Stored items

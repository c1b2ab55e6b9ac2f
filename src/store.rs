//! Idempotent persistence of generated units
//!
//! Layout: `<root>/<module>_turbo/{__init__.py, <unit>.pyx, <unit>.pyxbld}`.
//! A file is rewritten only when its text differs from what is on disk.

use std::fs;
use std::path::{Path, PathBuf};
use std::sync::atomic::{AtomicUsize, Ordering};

use log::debug;
use serde::Serialize;

use crate::error::{TurboError, TurboResult};

/// Where a unit's files ended up
#[derive(Debug, Clone, PartialEq, Eq, Serialize)]
pub struct PersistOutcome {
    pub source_path: PathBuf,
    pub build_path: PathBuf,
    /// Whether any file was (re)written
    pub written: bool,
}

#[derive(Debug)]
pub struct ArtifactStore {
    root: PathBuf,
    writes: AtomicUsize,
}

impl ArtifactStore {
    pub fn new(root: impl Into<PathBuf>) -> Self {
        Self {
            root: root.into(),
            writes: AtomicUsize::new(0),
        }
    }

    pub fn root(&self) -> &Path {
        &self.root
    }

    /// Package directory for a (possibly dotted) module name
    pub fn module_dir(&self, module: &str) -> PathBuf {
        let leaf = module.rsplit('.').next().unwrap_or(module);
        self.root.join(format!("{}_turbo", leaf))
    }

    pub fn persist(&self, module: &str, unit: &str, source: &str, build: &str) -> TurboResult<PersistOutcome> {
        let dir = self.module_dir(module);
        fs::create_dir_all(&dir).map_err(|e| TurboError::io(&dir, e))?;

        let source_path = dir.join(format!("{}.pyx", unit));
        let build_path = dir.join(format!("{}.pyxbld", unit));
        let mut written = self.write_if_changed(&dir.join("__init__.py"), "")?;
        written |= self.write_if_changed(&source_path, source)?;
        written |= self.write_if_changed(&build_path, build)?;

        Ok(PersistOutcome {
            source_path,
            build_path,
            written,
        })
    }

    /// Number of file writes performed so far
    pub fn write_count(&self) -> usize {
        self.writes.load(Ordering::SeqCst)
    }

    fn write_if_changed(&self, path: &Path, text: &str) -> TurboResult<bool> {
        match fs::read_to_string(path) {
            Ok(existing) if existing == text => {
                debug!("Unchanged: {}", path.display());
                return Ok(false);
            }
            Ok(_) => {}
            Err(e) if e.kind() == std::io::ErrorKind::NotFound => {}
            Err(e) => return Err(TurboError::io(path, e)),
        }
        debug!("Writing: {}", path.display());
        fs::write(path, text).map_err(|e| TurboError::io(path, e))?;
        self.writes.fetch_add(1, Ordering::SeqCst);
        Ok(true)
    }
}
//! Fixed-count loop unrolling on body text
//!
//! Only one loop shape is recognised:
//!
//! ```text
//! for UNROLL in range(count):
//!     <block>
//! ```
//!
//! With a constant count the block is repeated that many times one level out.
//! With a runtime count the block is repeated under a ladder of bit tests,
//! followed by a `while` loop that consumes [`MAX_CHUNK`] iterations at a time.

use std::collections::BTreeMap;
use std::iter::Peekable;

use log::trace;

use crate::error::{TurboError, TurboResult};
use crate::lexer::{indent_of, line_tokens, Token};
use crate::parser::UNROLL;
use crate::types::{ConstValue, TypeArg};

/// Largest number of copies emitted per `while` iteration
pub const MAX_CHUNK: usize = 0x80;

/// How many times a recognised loop runs
#[derive(Debug, Clone, PartialEq)]
enum Count {
    Name(String),
    Literal(i64),
}

/// `for UNROLL in range(<count>):`
fn match_header(line: &str) -> Option<Count> {
    let tokens = line_tokens(line);
    match tokens.as_slice() {
        [Token::Ident(kw_for), Token::Ident(var), Token::Ident(kw_in), Token::Ident(range), Token::LParen, count, Token::RParen, Token::Colon]
            if kw_for == "for" && var == UNROLL && kw_in == "in" && range == "range" =>
        {
            match count {
                Token::Ident(name) => Some(Count::Name(name.clone())),
                Token::Int(n) => Some(Count::Literal(*n)),
                _ => None,
            }
        }
        _ => None,
    }
}

/// Expand every unroll loop in `body`
pub fn unroll(body: &str, consts: &BTreeMap<String, ConstValue>) -> TurboResult<String> {
    let mut out = String::with_capacity(body.len());
    let mut lines = body.split_inclusive('\n').peekable();

    while let Some(line) = lines.next() {
        let Some(count) = match_header(line) else {
            out.push_str(line);
            continue;
        };
        let outer = indent_of(line);
        let inner = match lines.peek() {
            Some(&next) if indent_of(next).len() > outer.len() => indent_of(next),
            _ => {
                out.push_str(line);
                continue;
            }
        };
        let block = take_block(&mut lines, inner);

        let constant = match &count {
            Count::Literal(n) => Ok(ConstValue::Int(*n)),
            Count::Name(name) => consts.get(name).cloned().ok_or(name),
        };
        match constant {
            Ok(value) => {
                let times = value
                    .as_count()
                    .ok_or_else(|| TurboError::BadArg { arg: TypeArg::Obj(value.clone()) })?;
                trace!("Unrolling {} lines {} times", block.len(), times);
                for _ in 0..times {
                    for line in &block {
                        out.push_str(outer);
                        out.push_str(&line[inner.len()..]);
                    }
                }
            }
            Err(variable) => {
                trace!("Unrolling {} lines by runtime count {}", block.len(), variable);
                emit_runtime(&mut out, &block, outer, inner, variable);
            }
        }
    }
    Ok(out)
}

/// Lines starting with the inner indent, the first line that doesn't is left in place
fn take_block<'a, I>(lines: &mut Peekable<I>, inner: &str) -> Vec<&'a str>
where
    I: Iterator<Item = &'a str>,
{
    let mut block = Vec::new();
    while let Some(line) = lines.next_if(|l| l.starts_with(inner)) {
        block.push(line);
    }
    block
}

fn emit_runtime(out: &mut String, block: &[&str], outer: &str, inner: &str, variable: &str) {
    let mut mask = 0x01;
    while mask < MAX_CHUNK {
        out.push_str(&format!("{}if {} & 0x{:x}:\n", outer, variable, mask));
        for _ in 0..mask {
            block.iter().for_each(|line| out.push_str(line));
        }
        mask <<= 1;
    }
    out.push_str(&format!("{}while {} >= 0x{:x}:\n", outer, variable, MAX_CHUNK));
    for _ in 0..MAX_CHUNK {
        block.iter().for_each(|line| out.push_str(line));
    }
    out.push_str(&format!("{}{} -= 0x{:x}\n", inner, variable, MAX_CHUNK));
}

#[cfg(test)]
mod tests {
    use super::*;
    use pretty_assertions::assert_eq;
    use std::collections::HashMap;

    const BODY: &str = "    acc = 0\n    for UNROLL in range(n):\n        acc += 3\n    return acc\n";

    /// Runs the handful of statement shapes the expansion produces
    fn run(lines: &[&str], vars: &mut HashMap<String, i64>) {
        let mut i = 0;
        while i < lines.len() {
            let line = lines[i];
            let depth = indent_of(line).len();
            let words: Vec<&str> = line.split_whitespace().collect();
            let value = |vars: &HashMap<String, i64>, word: &str| -> i64 {
                let word = word.trim_end_matches(':');
                match word.strip_prefix("0x") {
                    Some(hex) => i64::from_str_radix(hex, 16).unwrap(),
                    None => word.parse().unwrap_or_else(|_| vars[word]),
                }
            };
            let block_end = (i + 1..lines.len())
                .find(|&j| indent_of(lines[j]).len() <= depth)
                .unwrap_or(lines.len());
            match words.as_slice() {
                ["if", a, "&", b] => {
                    if value(vars, a) & value(vars, b) != 0 {
                        run(&lines[i + 1..block_end], vars);
                    }
                    i = block_end;
                }
                ["while", a, ">=", b] => {
                    while value(vars, a) >= value(vars, b) {
                        run(&lines[i + 1..block_end], vars);
                    }
                    i = block_end;
                }
                [name, op, operand] => {
                    let rhs = value(vars, operand);
                    let slot = vars.entry(name.to_string()).or_insert(0);
                    match *op {
                        "=" => *slot = rhs,
                        "+=" => *slot += rhs,
                        "-=" => *slot -= rhs,
                        other => panic!("unexpected operator {}", other),
                    }
                    i += 1;
                }
                _ => i += 1,
            }
        }
    }

    fn execute(text: &str, n: i64) -> i64 {
        let lines: Vec<&str> = text.lines().collect();
        let mut vars = HashMap::from([("n".to_string(), n)]);
        run(&lines, &mut vars);
        vars["acc"]
    }

    #[test]
    fn test_constant_unroll_text() {
        let consts = BTreeMap::from([("n".to_string(), ConstValue::Int(2))]);
        assert_eq!(
            unroll(BODY, &consts).unwrap(),
            "    acc = 0\n    acc += 3\n    acc += 3\n    return acc\n"
        );
    }

    #[test]
    fn test_constant_unroll_counts() {
        for k in [0, 1, 7] {
            let consts = BTreeMap::from([("n".to_string(), ConstValue::Int(k))]);
            let text = unroll(BODY, &consts).unwrap();
            assert_eq!(execute(&text, 0), 3 * k);
            assert!(!text.contains("UNROLL"));
        }
    }

    #[test]
    fn test_literal_count_is_constant() {
        let body = "for UNROLL in range(3):\n    acc += 1\n";
        assert_eq!(
            unroll(body, &BTreeMap::new()).unwrap(),
            "acc += 1\nacc += 1\nacc += 1\n"
        );
    }

    #[test]
    fn test_runtime_unroll_counts() {
        for n in [0, 3, 129, 1000] {
            let text = unroll(BODY, &BTreeMap::new()).unwrap();
            assert_eq!(execute(&text, n), 3 * n, "n = {}", n);
        }
    }

    #[test]
    fn test_runtime_unroll_shape() {
        let text = unroll(BODY, &BTreeMap::new()).unwrap();
        assert!(text.contains("    if n & 0x1:\n        acc += 3\n    if n & 0x2:\n"));
        assert!(text.contains("    if n & 0x40:\n"));
        assert!(!text.contains("& 0x80"));
        assert!(text.contains("    while n >= 0x80:\n"));
        assert!(text.ends_with("        n -= 0x80\n    return acc\n"));
        assert_eq!(text.matches("acc += 3").count(), 127 + 128);
    }

    #[test]
    fn test_bad_constant() {
        let consts = BTreeMap::from([("n".to_string(), ConstValue::Str("many".into()))]);
        assert!(matches!(unroll(BODY, &consts), Err(TurboError::BadArg { .. })));
    }

    #[test]
    fn test_other_loops_pass_through() {
        let body = "    for i in range(n):\n        acc += 1\n";
        assert_eq!(unroll(body, &BTreeMap::new()).unwrap(), body);
    }
}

WHAT TO PRODUCE:
If a line comes after the one containing "use log::debug;", leave it out; set down every line of the data before it, and that line itself, exactly.

ANSWER BELOW:
repository c1b2ab55e6b9ac2f
filename src/store.rs
//! Idempotent persistence of generated units
//!
//! Layout: `<root>/<module>_turbo/{__init__.py, <unit>.pyx, <unit>.pyxbld}`.
//! A file is rewritten only when its text differs from what is on disk.

use std::fs;
use std::path::{Path, PathBuf};
use std::sync::atomic::{AtomicUsize, Ordering};

use log::debug;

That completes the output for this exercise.